__INFORMATION GIVEN__
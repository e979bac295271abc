//! Rate-limit preflight module
//!
//! Decides whether there is enough GitHub API quota left to make a call,
//! without making it.
//!
//! # Architecture
//!
//! ```text
//! ┌─────────────────────────────────────────────────────────┐
//! │ run_preflight()                                         │
//! │   1. validate_token()      (no network on failure)      │
//! │   2. QuotaGate::classify() -> search | core             │
//! │   3. QuotaProvider::fetch_snapshot()                    │
//! │   4. QuotaGate::decide()   -> Decision                  │
//! └─────────────────────────────────────────────────────────┘
//!          │
//!          ▼
//! ┌─────────────────────────────────────────────────────────┐
//! │ trait QuotaProvider                                     │
//! │   - fetch_snapshot(token) -> QuotaSnapshot              │
//! └─────────────────────────────────────────────────────────┘
//!          │
//!          ▼
//!     ┌────────┐
//!     │ GitHub │  GET /rate_limit
//!     └────────┘
//! ```
//!
//! # Usage
//!
//! ```ignore
//! use ghgate_core::services::quota::{run_preflight, GitHubQuotaProvider, QuotaGate};
//! use ghgate_core::GateConfig;
//!
//! let config = GateConfig::default();
//! let gate = QuotaGate::from_config(&config);
//! let provider = GitHubQuotaProvider::new(&config)?;
//!
//! let decision = run_preflight(&gate, &provider, &token, "/search/issues", &config.token_prefix).await?;
//! if !decision.proceed {
//!     println!("{}", decision.message);
//! }
//! ```

pub mod credential;
pub mod gate;
pub mod github;
pub mod preflight;
pub mod provider;
pub mod types;

// Re-export main types
pub use types::{format_reset, Decision, DecisionOutcome, Pool, PoolStatus, QuotaSnapshot};

// Re-export provider trait and error
pub use provider::{QuotaError, QuotaProvider};

// Re-export providers
pub use github::{parse_rate_limit_response, GitHubQuotaProvider};

pub use credential::validate_token;
pub use gate::{percent_remaining, QuotaGate};
pub use preflight::run_preflight;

__ABOUT THIS TASK__
Go through the material above and copy each line that holds the string "GateConfig".

__OUTPUT OF THE EXERCISE__
//! use ghgate_core::GateConfig;
//! let config = GateConfig::default();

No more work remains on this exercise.